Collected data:
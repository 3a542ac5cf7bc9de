//! Comparator: classifies candidates against the declared schema.
//!
//! The precision view gives every candidate exactly one status; the
//! coverage view gives every schema constraint exactly one outcome.

pub mod types;

use cfinder_core::config::CompareConfig;

use crate::constraints::{ConstraintIdentity, ConstraintKind, DeleteBehavior};
use crate::resolver::ConstraintCandidate;
use crate::schema::{DeclaredSchema, SchemaConstraint};

pub use types::{
    ClassifiedCandidate, Comparison, CoverageEntry, KindMetrics, MatchOutcome, Status,
};

#[derive(Debug, Clone, Copy, Default)]
pub struct Comparator {
    implied_unique: bool,
}

impl Comparator {
    pub fn new(implied_unique: bool) -> Self {
        Self { implied_unique }
    }

    pub fn from_config(config: &CompareConfig) -> Self {
        Self::new(config.effective_implied_unique())
    }

    /// Compare one inferred constraint with one declared constraint.
    pub fn outcome(
        &self,
        identity: &ConstraintIdentity,
        delete_behavior: Option<DeleteBehavior>,
        declared: &SchemaConstraint,
    ) -> MatchOutcome {
        let other = &declared.identity;
        if identity.table != other.table {
            return MatchOutcome::NoMatch;
        }
        match identity.kind {
            ConstraintKind::Unique => {
                let matched = other.kind == ConstraintKind::Unique
                    && (other.columns == identity.columns
                        || (self.implied_unique && other.columns.is_subset(&identity.columns)));
                if matched {
                    MatchOutcome::Match
                } else {
                    MatchOutcome::NoMatch
                }
            }
            ConstraintKind::NotNull | ConstraintKind::Check => {
                if other.kind == identity.kind && other.columns == identity.columns {
                    MatchOutcome::Match
                } else {
                    MatchOutcome::NoMatch
                }
            }
            ConstraintKind::ForeignKey | ConstraintKind::CascadeDelete => {
                if other.kind != ConstraintKind::ForeignKey
                    || other.columns != identity.columns
                    || other.reference != identity.reference
                {
                    return MatchOutcome::NoMatch;
                }
                let wanted = match identity.kind {
                    ConstraintKind::CascadeDelete => Some(DeleteBehavior::Cascade),
                    _ => delete_behavior,
                };
                match (wanted, declared.delete_behavior) {
                    (Some(a), Some(b)) if a != b => MatchOutcome::DeleteBehaviorConflict,
                    _ => MatchOutcome::Match,
                }
            }
        }
    }

    pub fn compare(&self, candidates: &[ConstraintCandidate], schema: &DeclaredSchema) -> Comparison {
        let mut covered_by: Vec<Vec<ConstraintIdentity>> = vec![Vec::new(); schema.constraints.len()];
        let mut classified = Vec::with_capacity(candidates.len());

        for candidate in candidates {
            let mut matched: Option<&SchemaConstraint> = None;
            let mut conflict: Option<&SchemaConstraint> = None;
            for (i, declared) in schema.constraints.iter().enumerate() {
                match self.outcome(&candidate.identity, candidate.delete_behavior, declared) {
                    MatchOutcome::Match => {
                        matched.get_or_insert(declared);
                        covered_by[i].push(candidate.identity.clone());
                    }
                    MatchOutcome::DeleteBehaviorConflict => {
                        conflict.get_or_insert(declared);
                    }
                    MatchOutcome::NoMatch => {}
                }
            }
            let status = if matched.is_some() {
                Status::Existing
            } else {
                Status::Missing
            };
            classified.push(ClassifiedCandidate {
                candidate: candidate.clone(),
                status,
                matched: matched.cloned(),
                delete_behavior_conflict: if matched.is_none() { conflict.cloned() } else { None },
            });
        }

        let coverage: Vec<CoverageEntry> = schema
            .constraints
            .iter()
            .zip(covered_by)
            .map(|(constraint, covered_by)| CoverageEntry {
                constraint: constraint.clone(),
                covered: !covered_by.is_empty(),
                covered_by,
            })
            .collect();

        let metrics = metrics(&classified, &coverage);
        Comparison {
            classified,
            coverage,
            metrics,
        }
    }
}

/// Per-kind metrics. Schema constraints count under their own kind.
pub fn metrics(classified: &[ClassifiedCandidate], coverage: &[CoverageEntry]) -> Vec<KindMetrics> {
    ConstraintKind::ALL
        .iter()
        .map(|&kind| {
            let mut m = KindMetrics::empty(kind);
            for c in classified.iter().filter(|c| c.candidate.identity.kind == kind) {
                m.candidates += 1;
                match c.status {
                    Status::Existing => m.existing += 1,
                    Status::Missing => m.missing += 1,
                }
            }
            for e in coverage.iter().filter(|e| e.constraint.identity.kind == kind) {
                m.schema += 1;
                if e.covered {
                    m.covered += 1;
                }
            }
            m.coverage = types::percentage(m.covered, m.schema);
            m
        })
        .collect()
}

#[cfg(test)]
mod tests {
    use super::*;
    use cfinder_core::config::SchemaSourceKind;

    use crate::constraints::{ColumnRef, ColumnSet, Confidence};

    fn identity(kind: ConstraintKind, columns: &[&str], reference: Option<ColumnRef>) -> ConstraintIdentity {
        ConstraintIdentity::new(kind, "shop_item", ColumnSet::new(columns.iter().copied()), reference)
    }

    fn candidate(identity: ConstraintIdentity) -> ConstraintCandidate {
        ConstraintCandidate {
            identity,
            delete_behavior: None,
            predicate: None,
            confidence: Confidence::Exact,
            provenance: Vec::new(),
        }
    }

    fn schema(constraints: Vec<SchemaConstraint>) -> DeclaredSchema {
        DeclaredSchema {
            source: SchemaSourceKind::Sql,
            constraints,
        }
    }

    #[test]
    fn implied_unique_accepts_declared_subsets() {
        let declared = SchemaConstraint::new(identity(ConstraintKind::Unique, &["sku"], None), "x");
        let wide = identity(ConstraintKind::Unique, &["sku", "shop_id"], None);
        assert_eq!(Comparator::new(false).outcome(&wide, None, &declared), MatchOutcome::NoMatch);
        assert_eq!(Comparator::new(true).outcome(&wide, None, &declared), MatchOutcome::Match);
    }

    #[test]
    fn cascade_requires_cascading_foreign_key() {
        let reference = Some(ColumnRef::new("shop_shop", "id"));
        let cascade = identity(ConstraintKind::CascadeDelete, &["shop_id"], reference.clone());
        let fk = |behavior| {
            SchemaConstraint::new(identity(ConstraintKind::ForeignKey, &["shop_id"], reference.clone()), "x")
                .with_delete_behavior(behavior)
        };
        let comparator = Comparator::default();
        assert_eq!(comparator.outcome(&cascade, Some(DeleteBehavior::Cascade), &fk(Some(DeleteBehavior::Cascade))), MatchOutcome::Match);
        assert_eq!(comparator.outcome(&cascade, Some(DeleteBehavior::Cascade), &fk(None)), MatchOutcome::Match);
        assert_eq!(
            comparator.outcome(&cascade, Some(DeleteBehavior::Cascade), &fk(Some(DeleteBehavior::Restrict))),
            MatchOutcome::DeleteBehaviorConflict
        );
    }

    #[test]
    fn foreign_key_direction_matters() {
        let declared = SchemaConstraint::new(
            identity(ConstraintKind::ForeignKey, &["shop_id"], Some(ColumnRef::new("shop_shop", "id"))),
            "x",
        );
        let reversed = identity(ConstraintKind::ForeignKey, &["shop_id"], Some(ColumnRef::new("shop_other", "id")));
        assert_eq!(Comparator::default().outcome(&reversed, None, &declared), MatchOutcome::NoMatch);
    }

    #[test]
    fn views_are_total() {
        let declared = vec![
            SchemaConstraint::new(identity(ConstraintKind::Unique, &["sku"], None), "x"),
            SchemaConstraint::new(identity(ConstraintKind::NotNull, &["price"], None), "x"),
        ];
        let candidates = vec![
            candidate(identity(ConstraintKind::Unique, &["sku"], None)),
            candidate(identity(ConstraintKind::NotNull, &["name"], None)),
        ];
        let comparison = Comparator::default().compare(&candidates, &schema(declared));
        assert_eq!(comparison.classified.len(), 2);
        assert_eq!(comparison.coverage.len(), 2);
        assert_eq!(comparison.classified[0].status, Status::Existing);
        assert_eq!(comparison.classified[1].status, Status::Missing);
        assert!(comparison.coverage[0].covered);
        assert!(!comparison.coverage[1].covered);

        let unique = &comparison.metrics[0];
        assert_eq!(unique.kind, ConstraintKind::Unique);
        assert_eq!(unique.coverage, Some(100.0));
        let check = comparison.metrics.iter().find(|m| m.kind == ConstraintKind::Check).unwrap();
        assert_eq!(check.coverage, None);
    }
}
//! Declared-schema types.

use std::collections::BTreeMap;

use serde::{Deserialize, Serialize};

use cfinder_core::config::SchemaSourceKind;

use crate::constraints::{ConstraintIdentity, DeleteBehavior, IgnoreFilter};

/// A constraint declared in the application's schema.
#[derive(Debug, Clone, PartialEq, Eq, Serialize, Deserialize)]
pub struct SchemaConstraint {
    #[serde(flatten)]
    pub identity: ConstraintIdentity,
    #[serde(default, skip_serializing_if = "Option::is_none")]
    pub delete_behavior: Option<DeleteBehavior>,
    #[serde(default, skip_serializing_if = "Option::is_none")]
    pub predicate: Option<String>,
    /// File or model the declaration came from.
    pub origin: String,
}

impl SchemaConstraint {
    pub fn new(identity: ConstraintIdentity, origin: impl Into<String>) -> Self {
        Self {
            identity,
            delete_behavior: None,
            predicate: None,
            origin: origin.into(),
        }
    }

    pub fn with_delete_behavior(mut self, behavior: Option<DeleteBehavior>) -> Self {
        self.delete_behavior = behavior;
        self
    }

    pub fn with_predicate(mut self, predicate: impl Into<String>) -> Self {
        self.predicate = Some(predicate.into());
        self
    }
}

/// The declared constraints of one application.
#[derive(Debug, Clone, PartialEq, Eq, Serialize, Deserialize)]
pub struct DeclaredSchema {
    pub source: SchemaSourceKind,
    /// Sorted by identity; one entry per identity.
    pub constraints: Vec<SchemaConstraint>,
}

impl DeclaredSchema {
    /// Drop ignored tables and columns and collapse equal identities,
    /// keeping the first declaration.
    pub fn new(source: SchemaSourceKind, constraints: Vec<SchemaConstraint>, filter: &IgnoreFilter) -> Self {
        let mut unique: BTreeMap<ConstraintIdentity, SchemaConstraint> = BTreeMap::new();
        for constraint in constraints {
            let identity = &constraint.identity;
            if identity.columns.is_empty()
                || filter.ignores_table(&identity.table)
                || identity.reference.as_ref().is_some_and(|r| filter.ignores_table(&r.table))
                || identity.columns.iter().any(|c| filter.ignores_column(c))
            {
                continue;
            }
            unique.entry(identity.clone()).or_insert(constraint);
        }
        Self {
            source,
            constraints: unique.into_values().collect(),
        }
    }

    pub fn len(&self) -> usize {
        self.constraints.len()
    }

    pub fn is_empty(&self) -> bool {
        self.constraints.is_empty()
    }
}
//! Tests for resolving Findings into constraint candidates.

use std::path::Path;

use cfinder_analysis::constraints::{
    ColumnRef, ColumnSet, Confidence, ConstraintIdentity, ConstraintKind, DeleteBehavior, Effect,
    IgnoreFilter,
};
use cfinder_analysis::matcher::{Bindings, Finding, ModelRef, RefOrigin};
use cfinder_analysis::parsers::{ParserManager, SourceLocation};
use cfinder_analysis::registry::{extract_classes, ModelRegistry};
use cfinder_analysis::resolver::{ConstraintResolver, ExclusionReason, Resolution};
use cfinder_core::config::AnalysisConfig;

const MODELS: &str = r#"
from django.db import models

class Customer(models.Model):
    email = models.EmailField()
    name = models.CharField(max_length=50)

class Tag(models.Model):
    label = models.CharField(max_length=20)

class Product(models.Model):
    sku = models.CharField(max_length=20)
    region = models.CharField(max_length=10)
    price = models.DecimalField(max_digits=8, decimal_places=2)
    description = models.TextField(null=True)
    tags = models.ManyToManyField(Tag)

class Order(models.Model):
    customer = models.ForeignKey(Customer, on_delete=models.CASCADE)
    product = models.ForeignKey(Product, on_delete=models.PROTECT)
    quantity = models.IntegerField()
"#;

fn registry() -> ModelRegistry {
    let tree = ParserManager::new()
        .parse(MODELS.as_bytes(), Path::new("shop/models.py"))
        .unwrap();
    let classes = extract_classes(&tree.root, "shop/models.py", "shop");
    ModelRegistry::build("shop", classes, &AnalysisConfig::default().effective_model_bases())
}

fn finding(pattern: &str, kind: ConstraintKind, bindings: Bindings) -> Finding {
    Finding {
        app: "shop".to_string(),
        file: "shop/views.py".to_string(),
        location: SourceLocation::new(10, 5),
        pattern_id: pattern.to_string(),
        kind,
        effect: Effect::Infer,
        confidence: Confidence::Exact,
        bindings,
        is_test: false,
    }
}

fn unique(model: &str, columns: &[&str]) -> Finding {
    finding(
        "unique.check_then_act",
        ConstraintKind::Unique,
        Bindings {
            model: Some(ModelRef::class(model)),
            columns: columns.iter().map(|c| c.to_string()).collect(),
            ..Default::default()
        },
    )
}

fn field_finding(pattern: &str, kind: ConstraintKind, model: ModelRef, field: &str) -> Finding {
    finding(
        pattern,
        kind,
        Bindings {
            model: Some(model),
            field: Some(field.to_string()),
            ..Default::default()
        },
    )
}

fn resolve_with(filter: &IgnoreFilter, findings: &[Finding]) -> Resolution {
    let registry = registry();
    ConstraintResolver::new(&registry, filter, 3).resolve_all(findings)
}

fn resolve(findings: &[Finding]) -> Resolution {
    resolve_with(&IgnoreFilter::default(), findings)
}

#[test]
fn composite_unique_resolves_to_sorted_columns() {
    let resolution = resolve(&[unique("Product", &["sku", "region"])]);
    assert!(resolution.diagnostics.is_empty(), "{:?}", resolution.diagnostics);
    assert_eq!(resolution.candidates.len(), 1);
    assert_eq!(
        resolution.candidates[0].identity,
        ConstraintIdentity::new(
            ConstraintKind::Unique,
            "shop_product",
            ColumnSet::new(["region", "sku"]),
            None
        )
    );
}

#[test]
fn equal_identities_merge_provenance() {
    let mut second = unique("Product", &["region", "sku"]);
    second.pattern_id = "unique.lookup_get".to_string();
    second.file = "shop/api.py".to_string();
    let first = unique("Product", &["sku", "region"]);

    let resolution = resolve(&[first.clone(), second, first]);
    assert_eq!(resolution.candidates.len(), 1);
    let candidate = &resolution.candidates[0];
    assert_eq!(candidate.provenance.len(), 2);
    assert_eq!(
        candidate.pattern_ids().into_iter().collect::<Vec<_>>(),
        vec!["unique.check_then_act", "unique.lookup_get"]
    );
    assert_eq!(
        candidate.files().into_iter().collect::<Vec<_>>(),
        vec!["shop/api.py", "shop/views.py"]
    );
}

#[test]
fn unknown_field_yields_only_a_diagnostic() {
    let resolution = resolve(&[unique("Product", &["sku", "colour"])]);
    assert!(resolution.candidates.is_empty());
    assert!(resolution.excluded.is_empty());
    assert_eq!(resolution.diagnostics.len(), 1);
    let diagnostic = &resolution.diagnostics[0];
    assert_eq!(diagnostic.code, "RESOLUTION_FAILED");
    assert!(diagnostic.message.contains("colour"));
}

#[test]
fn unknown_model_yields_a_diagnostic() {
    let resolution = resolve(&[unique("Invoice", &["number"])]);
    assert!(resolution.candidates.is_empty());
    assert_eq!(resolution.diagnostics.len(), 1);
}

#[test]
fn primary_key_candidates_are_excluded() {
    let resolution = resolve(&[
        unique("Product", &["id", "sku"]),
        field_finding("not_null.operand", ConstraintKind::NotNull, ModelRef::class("Product"), "pk"),
    ]);
    assert!(resolution.candidates.is_empty());
    assert_eq!(resolution.excluded.len(), 2);
    assert!(resolution
        .excluded
        .iter()
        .all(|e| e.reason == ExclusionReason::PrimaryKey));
}

#[test]
fn wide_unique_sets_are_excluded() {
    let resolution = resolve(&[unique("Product", &["sku", "region", "price", "description"])]);
    assert!(resolution.candidates.is_empty());
    assert_eq!(
        resolution.excluded[0].reason,
        ExclusionReason::TooManyColumns { count: 4, max: 3 }
    );
}

#[test]
fn test_only_candidates_are_excluded() {
    let mut from_test = unique("Product", &["sku"]);
    from_test.is_test = true;
    let resolution = resolve(&[from_test]);
    assert!(resolution.candidates.is_empty());
    assert_eq!(resolution.excluded[0].reason, ExclusionReason::TestOnly);
}

#[test]
fn ignored_columns_are_excluded() {
    let filter = IgnoreFilter::new(&[], &["region".to_string()]);
    let resolution = resolve_with(&filter, &[unique("Product", &["sku", "region"])]);
    assert!(resolution.candidates.is_empty());
    assert_eq!(
        resolution.excluded[0].reason,
        ExclusionReason::IgnoredColumn {
            column: "region".to_string()
        }
    );
}

#[test]
fn nullable_evidence_refutes_not_null() {
    let inferred = field_finding(
        "not_null.dereference",
        ConstraintKind::NotNull,
        ModelRef::class("Product"),
        "description",
    );
    let mut refuting = field_finding(
        "not_null.none_assignment",
        ConstraintKind::NotNull,
        ModelRef::class("Product"),
        "description",
    );
    refuting.effect = Effect::Refute;
    refuting.is_test = true;

    let resolution = resolve(&[inferred, refuting.clone()]);
    assert!(resolution.candidates.is_empty());
    assert_eq!(resolution.refuted.len(), 1);
    assert_eq!(resolution.refuted[0].refuted_by, vec![refuting]);
}

#[test]
fn refutation_alone_produces_nothing() {
    let mut refuting = field_finding(
        "not_null.none_assignment",
        ConstraintKind::NotNull,
        ModelRef::class("Product"),
        "price",
    );
    refuting.effect = Effect::Refute;
    let resolution = resolve(&[refuting]);
    assert!(resolution.candidates.is_empty());
    assert!(resolution.refuted.is_empty());
}

#[test]
fn many_to_many_add_targets_the_join_table() {
    let resolution = resolve(&[field_finding(
        "unique.m2m_add",
        ConstraintKind::Unique,
        ModelRef::class("Product"),
        "tags",
    )]);
    assert_eq!(
        resolution.candidates[0].identity,
        ConstraintIdentity::new(
            ConstraintKind::Unique,
            "shop_product_tags",
            ColumnSet::new(["product_id", "tag_id"]),
            None
        )
    );
}

#[test]
fn relationship_paths_are_followed() {
    let model = ModelRef::class("Order").push("customer");
    let resolution = resolve(&[field_finding(
        "not_null.dereference",
        ConstraintKind::NotNull,
        model,
        "email",
    )]);
    assert_eq!(resolution.candidates[0].identity.table, "shop_customer");
    assert_eq!(resolution.candidates[0].identity.columns, ColumnSet::single("email"));
}

#[test]
fn guessed_parent_lowers_confidence() {
    let resolution = resolve(&[finding(
        "fk.keyword_key",
        ConstraintKind::ForeignKey,
        Bindings {
            model: Some(ModelRef::class("Order")),
            field: Some("customer_id".to_string()),
            ref_model: Some(ModelRef {
                origin: RefOrigin::Guess,
                name: "customer".to_string(),
                path: Vec::new(),
            }),
            ref_field: Some("id".to_string()),
            ..Default::default()
        },
    )]);
    let candidate = &resolution.candidates[0];
    assert_eq!(
        candidate.identity,
        ConstraintIdentity::new(
            ConstraintKind::ForeignKey,
            "shop_order",
            ColumnSet::single("customer_id"),
            Some(ColumnRef::new("shop_customer", "id"))
        )
    );
    assert_eq!(candidate.confidence, Confidence::Heuristic);
}

#[test]
fn cascade_cleanup_resolves_through_the_relation() {
    let resolution = resolve(&[field_finding(
        "cascade.cleanup_before_delete",
        ConstraintKind::CascadeDelete,
        ModelRef::class("Order"),
        "customer",
    )]);
    let candidate = &resolution.candidates[0];
    assert_eq!(candidate.identity.kind, ConstraintKind::CascadeDelete);
    assert_eq!(candidate.identity.columns, ColumnSet::single("customer_id"));
    assert_eq!(candidate.identity.reference, Some(ColumnRef::new("shop_customer", "id")));
    assert_eq!(candidate.delete_behavior, Some(DeleteBehavior::Cascade));
}

#[test]
fn check_predicates_carry_the_column() {
    let mut check = field_finding("check.range_guard", ConstraintKind::Check, ModelRef::class("Product"), "price");
    check.bindings.predicate = Some(">= 0".to_string());
    let resolution = resolve(&[check]);
    assert_eq!(resolution.candidates[0].predicate.as_deref(), Some("price >= 0"));
}

#[test]
fn merged_check_keeps_every_distinct_predicate() {
    let bound = |predicate: &str, line: u32| {
        let mut check = field_finding("check.range_guard", ConstraintKind::Check, ModelRef::class("Product"), "price");
        check.bindings.predicate = Some(predicate.to_string());
        check.location = SourceLocation::new(line, 5);
        check
    };
    let resolution = resolve(&[bound("<= 1000", 10), bound(">= 0", 20), bound(">= 0", 30)]);
    assert_eq!(resolution.candidates.len(), 1);
    let candidate = &resolution.candidates[0];
    assert_eq!(candidate.provenance.len(), 3);
    assert_eq!(candidate.predicate.as_deref(), Some("price <= 1000 AND price >= 0"));
}

#[test]
fn candidates_are_sorted_by_identity() {
    let resolution = resolve(&[
        unique("Product", &["sku"]),
        unique("Customer", &["email"]),
        field_finding("not_null.operand", ConstraintKind::NotNull, ModelRef::class("Order"), "quantity"),
    ]);
    let identities: Vec<&ConstraintIdentity> = resolution.candidates.iter().map(|c| &c.identity).collect();
    let mut sorted = identities.clone();
    sorted.sort();
    assert_eq!(identities, sorted);
    assert_eq!(identities.len(), 3);
}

▸ What is expected
Copy out each line of the data that includes the string "ExclusionReason".

▸ Response
use cfinder_analysis::resolver::{ConstraintResolver, ExclusionReason, Resolution};
        .all(|e| e.reason == ExclusionReason::PrimaryKey));
        ExclusionReason::TooManyColumns { count: 4, max: 3 }
    assert_eq!(resolution.excluded[0].reason, ExclusionReason::TestOnly);
        ExclusionReason::IgnoredColumn {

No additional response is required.